Помимо бакунизма и лавризма, основных идеологических тогдашних направлений, было еще одно течение -• ткачевское. Нечаевец Ткачев проповедывал захват власти революционным меньшинством. Якобинские взгляды Ткачева нашли признание значительно позже среди некоторых видных народовольцев, пока же к ним относились отрицательно.

Революционные настроения начала семидесятых годов были, как видно, не только утопичны, но и крайне противоречивы. Революционный разночинец считал себя критически-мыслящей личностью, направляющей исторический процесс согласно своим нравственным идеалaм; в то же время он готов был растворять себя в крестьянской стихии. Он выходил бороться с огромным государственным аппаратом и отрицал значение политической борьбы; субъективно старался примкнуть к социалистическому движению на Западе, к интернациональной борьбе рабочих и проповедывал своеобразное славянофильство, усматривая в крестьянской общине оплот против надвигающегося с Запада производства, отрицал собственность на средства производства и обращался к мелкому собственнику, игнорируя в то же время пролетариат: объявлял борьбу всяким предрассудкам, а некоторые патриархальные предрассудки в крестьянстве считал социалистическими навыками… С такими взглядами пошел в бой с самодержавием революционер-семидесятник.

Труден и скорбен был его путь. Много разочарований, мук, бед таил он в себе. Но никогда не следует забывать, что эти революционеры, стоявшие на стороне крестьянства, были единственными, поднявшими на свои молодые плечи гигантскую ношу в то время, когда все "общество", т. е. разные либеральные болтуны, мечтало лишь "применительно к подлости", трусливо пряталось, занималось наживой и в лучшем случае показывало кукиш в кармане.

РЕВОЛЮЦИОННЫЕ КРУЖКИ ЖЕНИТЬБА

В 1872 г. Желябов возвратился в Одессу.
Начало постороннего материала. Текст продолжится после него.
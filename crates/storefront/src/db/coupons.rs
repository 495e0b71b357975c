//! Coupon lookups and usage counting.

use sqlx::PgConnection;

use patra_core::CouponId;

use super::RepositoryError;
use crate::models::CouponRow;

/// Find a coupon by code (case-insensitive). With `lock`, the row is held
/// `FOR UPDATE` until the transaction ends.
///
/// # Errors
///
/// Returns `RepositoryError::Database` if the query fails.
pub async fn find_by_code(
    conn: &mut PgConnection,
    code: &str,
    lock: bool,
) -> Result<Option<CouponRow>, RepositoryError> {
    let lock_clause = if lock { "FOR UPDATE" } else { "" };
    let coupon = sqlx::query_as::<_, CouponRow>(&format!(
        r"
        SELECT id, code, coupon_type, value, minimum_order_amount, usage_limit,
               used_count, expires_at, is_active
        FROM shop.coupon
        WHERE code = upper($1)
        {lock_clause}
        "
    ))
    .bind(code.trim())
    .fetch_optional(&mut *conn)
    .await?;
    Ok(coupon)
}

/// Count one use. Returns `false` if the usage limit was already reached.
///
/// # Errors
///
/// Returns `RepositoryError::Database` if the query fails.
pub async fn record_use(conn: &mut PgConnection, id: CouponId) -> Result<bool, RepositoryError> {
    let result = sqlx::query(
        r"
        UPDATE shop.coupon
        SET used_count = used_count + 1, updated_at = now()
        WHERE id = $1 AND (usage_limit IS NULL OR used_count < usage_limit)
        ",
    )
    .bind(id)
    .execute(&mut *conn)
    .await?;
    Ok(result.rows_affected() == 1)
}

/// Give back one use, e.g. when the order that consumed it is cancelled.
///
/// # Errors
///
/// Returns `RepositoryError::Database` if the query fails.
pub async fn release_use(conn: &mut PgConnection, id: CouponId) -> Result<(), RepositoryError> {
    sqlx::query(
        r"
        UPDATE shop.coupon
        SET used_count = GREATEST(used_count - 1, 0), updated_at = now()
        WHERE id = $1
        ",
    )
    .bind(id)
    .execute(&mut *conn)
    .await?;
    Ok(())
}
В университет его не приняли, но он продолжал участвовать в студенческих кружках, сотрудничал в нелегальном журнале. Взгляды Желябова в то время, видимо, не отличались определенностью; своими помыслами он тянулся к трудовому крестьянину, к рабочим и ненавидел деспотизм.

Нелегальные кружки отличались пестротой. Много было сумбурного. Некий француз доктор, не без успеха призывал поселиться в теплых странах, ходить там нагишом, питаться одними фруктами и утвердить социалистический строй под тропиками, на что Бакунин ему однажды ехидно заметил, что он предпочитает питаться буржуазным мясом. Был также кружок Ковальского. Впоследствии Ковальский оказал первое вооруженное сопротивление при обыске и был повешен, но в те годы он отрицал революционную деятельность и надеялся на сектантов.
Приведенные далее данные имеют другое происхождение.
//! Integration tests for Patra.
//!
//! These run against live servers and a migrated database, so every test
//! is `#[ignore]`d by default.
//!
//! # Running Tests
//!
//! ```bash
//! # Apply migrations to a running database
//! cargo run -p patra-cli -- migrate
//!
//! # Start both servers with OTP_EXPOSE_CODE=true, then
//! cargo test -p patra-integration-tests -- --ignored
//! ```
//!
//! # Environment Variables
//!
//! - `STOREFRONT_BASE_URL` - defaults to `http://localhost:3000`
//! - `ADMIN_BASE_URL` - defaults to `http://localhost:3001`
//! - `TEST_DATABASE_URL` or `DATABASE_URL` - the database both servers use
//! - `RAZORPAY_KEY_SECRET` - only for the payment callback tests

#![allow(clippy::missing_panics_doc)]

use reqwest::Client;
use reqwest::header::{HeaderMap, HeaderValue};
use rust_decimal::Decimal;
use serde_json::{Value, json};
use sqlx::PgPool;
use uuid::Uuid;

/// Password used for every account the tests register.
pub const TEST_PASSWORD: &str = "kansa-thali-42";

/// Base URL for the storefront API.
#[must_use]
pub fn storefront_base_url() -> String {
    std::env::var("STOREFRONT_BASE_URL").unwrap_or_else(|_| "http://localhost:3000".to_string())
}

/// Base URL for the admin API.
#[must_use]
pub fn admin_base_url() -> String {
    std::env::var("ADMIN_BASE_URL").unwrap_or_else(|_| "http://localhost:3001".to_string())
}

/// HTTP client that keeps session cookies between requests.
///
/// Each client claims its own `x-forwarded-for` address, so the per-IP
/// sign-in limiter does not throttle a whole test run.
#[must_use]
pub fn client() -> Client {
    let mut headers = HeaderMap::new();
    headers.insert(
        "x-forwarded-for",
        HeaderValue::from_str(&test_client_ip()).expect("IP is a valid header value"),
    );
    Client::builder()
        .cookie_store(true)
        .default_headers(headers)
        .build()
        .expect("Failed to create HTTP client")
}

/// A random address in 10.0.0.0/8.
fn test_client_ip() -> String {
    let [a, b, c, ..] = Uuid::new_v4().into_bytes();
    format!("10.{a}.{b}.{c}")
}

/// Connect to the database the servers are using.
pub async fn pool() -> PgPool {
    let url = std::env::var("TEST_DATABASE_URL")
        .or_else(|_| std::env::var("DATABASE_URL"))
        .expect("TEST_DATABASE_URL or DATABASE_URL must be set");
    PgPool::connect(&url)
        .await
        .expect("Failed to connect to test database")
}

/// An email nobody else has used.
#[must_use]
pub fn unique_email() -> String {
    format!("test-{}@patra.test", Uuid::new_v4().simple())
}

/// A ten-digit mobile number nobody else has used.
#[must_use]
pub fn unique_phone() -> String {
    let n = Uuid::new_v4().as_u128() % 1_000_000_000;
    format!("9{n:09}")
}

/// Request a code for `phone` and verify it; the client ends up signed in.
///
/// Needs the storefront running with `OTP_EXPOSE_CODE=true`. Returns the
/// verify response.
pub async fn otp_sign_in(client: &Client, phone: &str) -> reqwest::Response {
    let base_url = storefront_base_url();
    let sent: Value = client
        .post(format!("{base_url}/api/otp/send"))
        .json(&json!({ "phone": phone }))
        .send()
        .await
        .expect("Failed to send OTP")
        .json()
        .await
        .expect("Failed to parse send response");
    let code = sent["debug_otp"]
        .as_str()
        .expect("debug_otp is returned when OTP_EXPOSE_CODE=true")
        .to_owned();

    client
        .post(format!("{base_url}/api/otp/verify"))
        .json(&json!({ "phone": phone, "otp": code }))
        .send()
        .await
        .expect("Failed to verify OTP")
}

/// Register a shopper on the storefront; the client ends up signed in.
///
/// Returns the new profile.
pub async fn register_customer(client: &Client, email: &str) -> Value {
    let resp = client
        .post(format!("{}/api/auth/register", storefront_base_url()))
        .json(&json!({
            "email": email,
            "password": TEST_PASSWORD,
            "full_name": "Test Shopper",
        }))
        .send()
        .await
        .expect("Failed to register");
    assert!(resp.status().is_success(), "register: {}", resp.status());

    let body: Value = resp.json().await.expect("Failed to parse register body");
    body["user"].clone()
}

/// Register an account, grant it the admin role and sign in to the admin.
///
/// Returns the signed-in admin client.
pub async fn admin_client(pool: &PgPool) -> Client {
    let email = unique_email();
    register_customer(&client(), &email).await;

    sqlx::query("UPDATE shop.profile SET role = 'admin' WHERE email = $1")
        .bind(&email)
        .execute(pool)
        .await
        .expect("Failed to promote test admin");

    let admin = client();
    let resp = admin
        .post(format!("{}/api/auth/login", admin_base_url()))
        .json(&json!({ "email": email, "password": TEST_PASSWORD }))
        .send()
        .await
        .expect("Failed to sign in to admin");
    assert!(resp.status().is_success(), "admin login: {}", resp.status());
    admin
}

/// A category created directly in the database.
pub async fn seed_category(pool: &PgPool) -> Uuid {
    sqlx::query_scalar("INSERT INTO shop.category (name) VALUES ($1) RETURNING id")
        .bind(format!("Test Category {}", Uuid::new_v4().simple()))
        .fetch_one(pool)
        .await
        .expect("Failed to insert category")
}

/// An active product created directly in the database.
pub async fn seed_product(pool: &PgPool, category_id: Uuid, price: Decimal, stock: i32) -> Uuid {
    sqlx::query_scalar(
        r"
        INSERT INTO shop.product (name, price, stock_quantity, category_id, sku)
        VALUES ($1, $2, $3, $4, $5)
        RETURNING id
        ",
    )
    .bind(format!("Test Lota {}", Uuid::new_v4().simple()))
    .bind(price)
    .bind(stock)
    .bind(category_id)
    .bind(format!("TEST-{}", Uuid::new_v4().simple()))
    .fetch_one(pool)
    .await
    .expect("Failed to insert product")
}

/// A product's current stock.
pub async fn stock(pool: &PgPool, product_id: Uuid) -> i32 {
    sqlx::query_scalar("SELECT stock_quantity FROM shop.product WHERE id = $1")
        .bind(product_id)
        .fetch_one(pool)
        .await
        .expect("Failed to read stock")
}

/// An active percentage coupon created directly in the database.
///
/// Returns its id and code.
pub async fn seed_percentage_coupon(
    pool: &PgPool,
    percent: i64,
    usage_limit: Option<i32>,
) -> (Uuid, String) {
    let code = format!("TEST{}", Uuid::new_v4().simple()).to_uppercase();
    let id = sqlx::query_scalar(
        r"
        INSERT INTO shop.coupon (code, coupon_type, value, usage_limit)
        VALUES ($1, 'percentage', $2, $3)
        RETURNING id
        ",
    )
    .bind(&code)
    .bind(Decimal::from(percent))
    .bind(usage_limit)
    .fetch_one(pool)
    .await
    .expect("Failed to insert coupon");
    (id, code)
}

/// How many orders have used a coupon.
pub async fn coupon_used_count(pool: &PgPool, coupon_id: Uuid) -> i32 {
    sqlx::query_scalar("SELECT used_count FROM shop.coupon WHERE id = $1")
        .bind(coupon_id)
        .fetch_one(pool)
        .await
        .expect("Failed to read coupon")
}

/// Check out the signed-in shopper's cart to the test address.
pub async fn checkout(client: &Client, coupon_code: Option<&str>) -> reqwest::Response {
    client
        .post(format!("{}/api/checkout", storefront_base_url()))
        .json(&json!({ "address": test_address(), "coupon_code": coupon_code }))
        .send()
        .await
        .expect("Failed to place order")
}

/// Add `quantity` of a product to the signed-in shopper's cart.
pub async fn add_to_cart(client: &Client, product_id: Uuid, quantity: i32) -> reqwest::Response {
    client
        .post(format!("{}/api/cart", storefront_base_url()))
        .json(&json!({ "product_id": product_id, "quantity": quantity }))
        .send()
        .await
        .expect("Failed to add to cart")
}

/// A shipping address accepted by checkout.
#[must_use]
pub fn test_address() -> Value {
    json!({
        "full_name": "Test Shopper",
        "phone": "9876543210",
        "address_line1": "12 Thatheri Bazar",
        "city": "Varanasi",
        "state": "Uttar Pradesh",
        "pincode": "221001",
    })
}

/// Parse a decimal the API serialized as a string.
#[must_use]
pub fn decimal(value: &Value) -> Decimal {
    value
        .as_str()
        .expect("Decimal should be serialized as a string")
        .parse()
        .expect("Invalid decimal")
}

#[cfg(test)]
#[allow(clippy::unwrap_used)]
mod tests {
    use super::*;

    #[test]
    fn test_unique_phone_is_ten_digits() {
        let phone = unique_phone();
        assert_eq!(phone.len(), 10);
        assert!(phone.starts_with('9'));
        assert!(phone.chars().all(|c| c.is_ascii_digit()));
    }

    #[test]
    fn test_client_ip_is_private() {
        let ip: std::net::Ipv4Addr = test_client_ip().parse().unwrap();
        assert!(ip.is_private());
    }

    #[test]
    fn test_decimal_parses_string() {
        assert_eq!(decimal(&json!("450.50")), Decimal::new(45050, 2));
    }
}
Наиболее влиятельным являлся кружок Волховского. Участник нечаевского процесса, очень образованный литератор, Волховский, находясь под полицейским надзором, возглавлял кружок, в котором преобладали взгляды Лаврова. Кружок вел работу среди студентов и рабочих. Среди рабочих распространяли нелегальные книги: "Хитрую механику", "Сказку о четырех братьях", "Чтой-то, братцы, как тяжело живется рабочему люду на Святой Руси", "Паровую молотилку". Более развитым давали Флеровского "Положение рабочего класса в России", Лассаля, журнал "Вперед", Бакунина, книгу Соколова "Отщепенцы".

Желябов был принят в кружок Волховского. Ввел его в него Чудновский. По его словам Желябов пережил серьезные колебания. Вот что сообщил Чудновский о них:

- Все время я внимательно следил за чрезвычайно подвижной физиономией Желябова и от меня не могло ускользнуть то необычайное волнение, которое все сильнее охватывало его, по мере развития мною сделанного ему предложения. Когда я кончил, Желябов поставил мне категорический вопрос: "Как я бы поступил, если бы на моих руках находилась нежно-любимая семья: отец, мать, братья и сестры, благосостояние которых всецело бы зависело от меня, и мне при этих условиях было бы предложено примкнуть к такой организации, принадлежность к которой сопряжена была бы с серьезным риском и могла бы во всяком случае лишить меня возможности быть полезным любимой семье".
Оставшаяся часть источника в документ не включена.